Systemic hyperfibrinolysis (accelerated clot degradation) and fibrinolysis shutdown (impaired clot degradation) are associated with increased mortality compared with physiologic fibrinolysis after trauma. Animal models have not reproduced these changes. We hypothesize rodents have a shutdown phenotype that require an exogenous profibrinolytic to differentiate mechanisms that promote or inhibit fibrinolysis. Fibrinolysis resistance was assessed by thrombelastography (TEG) using exogenous tissue plasminogen activator (tPA) titrations in whole blood. There were 3 experimental groups: (1) tissue injury (laparotomy/bowel crush), (2) shock (hemorrhage to mean arterial pressure of 20 mmHg), and (3) control (arterial cannulation and tracheostomy).

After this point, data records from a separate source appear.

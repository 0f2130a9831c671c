//! Utility functions for keyword and TLD handling.
//!
//! This module contains the name normalization and validation helpers shared
//! by the registry, the batch checker and the command-line front end.

use crate::error::DomainCheckError;

/// Longest label a DNS name may carry.
pub const MAX_LABEL_LEN: usize = 63;

/// Normalize a TLD name: trim, strip one leading dot, lowercase.
///
/// `" .COM "` and `"com"` both become `"com"`.
pub fn normalize_tld(name: &str) -> String {
    let trimmed = name.trim();
    trimmed
        .strip_prefix('.')
        .unwrap_or(trimmed)
        .to_ascii_lowercase()
}

/// Validate a keyword (the label checked under each TLD).
///
/// Keywords are bare labels: 1 to 63 ASCII alphanumerics or hyphens, not
/// starting or ending with a hyphen. Dots are rejected since the TLD is
/// supplied separately.
///
/// # Errors
///
/// Returns `DomainCheckError::InvalidDomain` with the reason.
pub fn validate_keyword(keyword: &str) -> Result<(), DomainCheckError> {
    let keyword = keyword.trim();

    if keyword.is_empty() {
        return Err(DomainCheckError::invalid_domain(
            keyword,
            "Keyword cannot be empty",
        ));
    }

    if keyword.len() > MAX_LABEL_LEN {
        return Err(DomainCheckError::invalid_domain(
            keyword,
            format!("Keyword is longer than {} characters", MAX_LABEL_LEN),
        ));
    }

    if keyword.contains('.') {
        return Err(DomainCheckError::invalid_domain(
            keyword,
            "Keyword must not contain dots; pass TLDs with --tld",
        ));
    }

    if keyword.starts_with('-') || keyword.ends_with('-') {
        return Err(DomainCheckError::invalid_domain(
            keyword,
            "Keyword cannot start or end with a hyphen",
        ));
    }

    if !keyword.chars().all(|c| c.is_ascii_alphanumeric() || c == '-') {
        return Err(DomainCheckError::invalid_domain(
            keyword,
            "Keyword may only contain letters, digits and hyphens",
        ));
    }

    Ok(())
}

/// Whether `keyword` passes [`validate_keyword`].
pub fn is_valid_keyword(keyword: &str) -> bool {
    validate_keyword(keyword).is_ok()
}

/// Split comma-separated values, trimming and dropping empty items.
///
/// Used for `--tld com,net` style arguments and `WS_TLD`.
pub fn split_list<S: AsRef<str>>(values: &[S]) -> Vec<String> {
    values
        .iter()
        .flat_map(|value| value.as_ref().split(','))
        .map(str::trim)
        .filter(|item| !item.is_empty())
        .map(str::to_string)
        .collect()
}

#[cfg(test)]
mod tests {
    use super::*;

    #[test]
    fn test_normalize_tld() {
        assert_eq!(normalize_tld("com"), "com");
        assert_eq!(normalize_tld(".COM"), "com");
        assert_eq!(normalize_tld("  .Io "), "io");
        // Only one leading dot is stripped
        assert_eq!(normalize_tld("..net"), ".net");
    }

    #[test]
    fn test_valid_keywords() {
        assert!(is_valid_keyword("example"));
        assert!(is_valid_keyword("test-domain"));
        assert!(is_valid_keyword("abc123"));
        assert!(is_valid_keyword("x"));
        assert!(is_valid_keyword(&"a".repeat(63)));
    }

    #[test]
    fn test_invalid_keywords() {
        assert!(!is_valid_keyword(""));
        assert!(!is_valid_keyword("   "));
        assert!(!is_valid_keyword("-example"));
        assert!(!is_valid_keyword("example-"));
        assert!(!is_valid_keyword("test.com"));
        assert!(!is_valid_keyword("under_score"));
        assert!(!is_valid_keyword("bücher"));
        assert!(!is_valid_keyword(&"a".repeat(64)));
    }

    #[test]
    fn test_validate_keyword_reason() {
        match validate_keyword("bad.name") {
            Err(DomainCheckError::InvalidDomain { domain, reason }) => {
                assert_eq!(domain, "bad.name");
                assert!(reason.contains("dots"));
            }
            other => panic!("unexpected result: {:?}", other),
        }
    }

    #[test]
    fn test_split_list() {
        let values = vec!["com, net".to_string(), "".to_string(), "org,,io ".to_string()];
        assert_eq!(split_list(&values), vec!["com", "net", "org", "io"]);
        assert!(split_list::<&str>(&[]).is_empty());
    }
}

Baseline and 30-minute postintervention blood samples were collected, and assayed with TEG challenged with taurocholic acid (TUCA). Rats were resistant to exogenous tPA; the percent clot remaining 30 minutes after maximum amplitude (CL30) at 150 ng/mL (P = .511) and 300 ng/mL (P = .931) was similar to baseline, whereas 600 ng/mL (P = .046) provoked fibrinolysis. Using the TUCA challenge, the percent change in CL30 from baseline was increased in tissue injury compared with control (P = .048.), whereas CL30 decreased in shock versus control (P = .048). tPA increased in the shock group compared with tissue injury (P = .009) and control (P = .012). Rats have an innate fibrinolysis shutdown phenotype. The TEG TUCA challenge is capable of differentiating changes in clot stability with rats undergoing different procedures. Tissue injury inhibits fibrinolysis, whereas shock promotes tPA-mediated fibrinolysis.